All of it makes me sit down to work with an energy I haven’t yet found anywhere else.

WE: You mentioned ” insanely decrepit & decaying sprawl of it all”. What is it about decay that is inspirational? Is it building a phoenix that rises from the ashes, or seeing the whole life-cycle of things in a fairly compacted space? What is it for you? What is the energy you feel?

CN: Well it might be your life-cycle idea. New York’s subway for example is like this forgotten element of a city that tries to be as flash and glamourous as it can. You think you’re paying for a cheap ticket downtown and what you really get is a guided tour of New York’s rotting core. And what a core it is! It’s iron, porcelain, plastic and glass at war with mould, rust, trash and rats.

Firstly this seems to be stark reminder that too many people have ‘bigger’ issues on their minds and are therefore failing to deal with what really matters. It’s an idea that’s pervaded everything I do and that I think really drives me. You see I fear giving into certain rotting ideals and I see people doing it all the time. My “favourite” film makers, bands and artists all lose it for one reason or another at some point and I’m constantly trying to figure out why and what drives those who still haven’t yet.

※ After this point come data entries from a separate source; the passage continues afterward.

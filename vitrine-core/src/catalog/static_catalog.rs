use vitrine_model::{
    Banner, FooterLink, FooterSection, Highlight, NavLink, Price, Product,
    ProductBadge, Promo,
};

use super::CatalogProvider;
use crate::error::Result;

const STORE_NAME: &str = "TechStore";
const PRODUCT_IMAGE_BASE: &str =
    "https://via.placeholder.com/280x200/1c1c1f/8a8f98?text=";
const BANNER_IMAGE: &str =
    "https://via.placeholder.com/1200x400/5e6ad2/ffffff?text=Black+Friday";

/// The TechStore sample data set.
#[derive(Debug, Clone, Copy, Default)]
pub struct StaticCatalog;

impl StaticCatalog {
    pub fn new() -> Self {
        Self
    }
}

fn product(
    id: u32,
    name: &str,
    price: u64,
    original_price: u64,
    rating: f32,
    badge: Option<ProductBadge>,
) -> Product {
    let label = name.split_whitespace().next().unwrap_or(name);
    Product {
        id,
        name: name.to_string(),
        price: Price(price),
        original_price: Price(original_price),
        rating,
        badge,
        image_url: format!("{PRODUCT_IMAGE_BASE}{label}"),
    }
}

fn banner(title: &str, subtitle: &str, action: &str, alt: &str) -> Banner {
    Banner {
        title: title.to_string(),
        subtitle: subtitle.to_string(),
        action_label: action.to_string(),
        image_url: BANNER_IMAGE.to_string(),
        alt: alt.to_string(),
    }
}

fn section(title: &str, labels: &[&str]) -> FooterSection {
    FooterSection {
        title: title.to_string(),
        links: labels
            .iter()
            .map(|label| FooterLink {
                label: (*label).to_string(),
                href: "#".to_string(),
            })
            .collect(),
    }
}

fn highlight(title: &str, body: &str) -> Highlight {
    Highlight {
        title: title.to_string(),
        body: body.to_string(),
    }
}

impl CatalogProvider for StaticCatalog {
    fn store_name(&self) -> &str {
        STORE_NAME
    }

    fn nav_links(&self) -> Result<Vec<NavLink>> {
        Ok(["노트북", "스마트폰", "태블릿", "액세서리", "할인상품"]
            .into_iter()
            .map(|label| NavLink::new(label, "#"))
            .collect())
    }

    fn best_sellers(&self) -> Result<Vec<Product>> {
        Ok(vec![
            product(
                1,
                "MacBook Pro 14\"",
                2_290_000,
                2_590_000,
                4.8,
                Some(ProductBadge::Hot),
            ),
            product(
                2,
                "iPhone 15 Pro Max",
                1_590_000,
                1_730_000,
                4.9,
                Some(ProductBadge::Best),
            ),
            product(
                3,
                "Galaxy Tab S9 Ultra",
                1_290_000,
                1_490_000,
                4.7,
                Some(ProductBadge::New),
            ),
            product(4, "AirPods Pro 2", 329_000, 359_000, 4.8, None),
        ])
    }

    fn new_products(&self) -> Result<Vec<Product>> {
        Ok(vec![
            product(
                5,
                "Dell XPS 13 Plus",
                1_890_000,
                2_090_000,
                4.6,
                Some(ProductBadge::New),
            ),
            product(
                6,
                "Sony WH-1000XM5",
                399_000,
                499_000,
                4.9,
                Some(ProductBadge::Sale),
            ),
            product(7, "iPad Air 5", 890_000, 990_000, 4.7, None),
            product(
                8,
                "Samsung Galaxy Watch 6",
                329_000,
                399_000,
                4.5,
                Some(ProductBadge::New),
            ),
        ])
    }

    fn banners(&self) -> Result<Vec<Banner>> {
        Ok(vec![
            banner(
                "블랙프라이데이 특가",
                "최대 50% 할인",
                "지금 쇼핑하기",
                "블랙프라이데이 최대 50% 할인",
            ),
            banner(
                "iPhone 15 시리즈",
                "지금 사전예약 하세요",
                "자세히 보기",
                "신제품 iPhone 15 시리즈",
            ),
            banner(
                "Galaxy 신제품",
                "혁신적인 기술의 완성",
                "구매하기",
                "갤럭시 신제품 출시",
            ),
        ])
    }

    fn promo(&self) -> Result<Promo> {
        Ok(Promo {
            headline: "🎉 연말 특별 할인".to_string(),
            body: "모든 전자제품 최대 30% 할인 + 무료배송".to_string(),
            action_label: "할인 상품 보기".to_string(),
        })
    }

    fn highlights(&self) -> Result<Vec<Highlight>> {
        Ok(vec![
            highlight("🚚 무료 배송", "5만원 이상 구매시 전국 무료배송"),
            highlight("💳 안전한 결제", "다양한 결제 수단과 보안 시스템"),
            highlight("🔄 30일 반품", "구매 후 30일 이내 무료 반품 가능"),
            highlight("📞 24/7 고객지원", "언제든지 도움을 받으실 수 있습니다"),
        ])
    }

    fn newsletter(&self) -> Result<Promo> {
        Ok(Promo {
            headline: "📧 뉴스레터 구독".to_string(),
            body: "최신 제품과 특별 할인 정보를 받아보세요".to_string(),
            action_label: "구독하기".to_string(),
        })
    }

    fn footer_sections(&self) -> Result<Vec<FooterSection>> {
        Ok(vec![
            section("고객 서비스", &["문의하기", "배송 정보", "반품/교환", "FAQ"]),
            section(
                "회사 정보",
                &["회사 소개", "채용 정보", "이용약관", "개인정보처리방침"],
            ),
            section(
                "쇼핑 안내",
                &["할인/이벤트", "멤버십 혜택", "기프트 카드", "제휴 카드"],
            ),
        ])
    }

    fn footer_note(&self) -> Result<String> {
        Ok(format!("© 2024 {STORE_NAME}. All rights reserved."))
    }
}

Secondly (& perhaps more immediately relevant here) there’s an undeniable beauty in the rust, mould, rot and crumble happening beneath the constant barrage of lights, people and fumes. In fact it verges on apocalyptic at times to the point of being cinematic and captivating. So all you have to do is walk around in it by yourself with your walkman on and it’s not hard to feel like something amazing is about to happen.

WE: How much has your career been influenced by internet (if not entirely)?

CN: Haha, probably entirely. I did Archaeology at university and sat all night on the internet realizing there was a major disparity between my studies and my urges. One was deep into the past beyond all imagining and one was deep into the future of communications and networking. The internet even now is the most ridiculously exciting thing. It’s a censorship free, 24/7, plunge-pool of ridiculousness and to be able to take these creative urges I have and shape it for people to make a
living … well that’s pretty cool.

WE: What design trends do you see? If you could identify and/or define contemporary design what would it be?

CN: Hmmm … well, contemporary design is too often tied heavily to commercial production. This means that design trends concrete themselves thick and fast because the companies that commission them are rarely brave enough to try something new. They are investing lots of money so they want what is tried & tested & all of a sudden you get a million things looking the same. Which¬†also means that designs can’t be too challenging either and that complete rip-offs are found more & more.

So using that logic we now have one great design becoming a template. This template is then watered down & down to the point where it’s making as much money as possible for it’s multitude of users and eventually it loses the spark that made it great in the first place (and those buying them often have no idea it’s been lost).

Enter advertising.

Advertising takes what was left of good ideas and design trends and strangles them slowly to death. Gone is the notion of using ideas to reveal truth and touch you emotionally. Instead you have ideas created to lie to you and to make you feel things for things of commercial value.

Now whether you think that’s a good thing or not is beside the point – those, to me at least, are the trends and hallmarks of design today.

WE: What else (if anything) do you want to be doing?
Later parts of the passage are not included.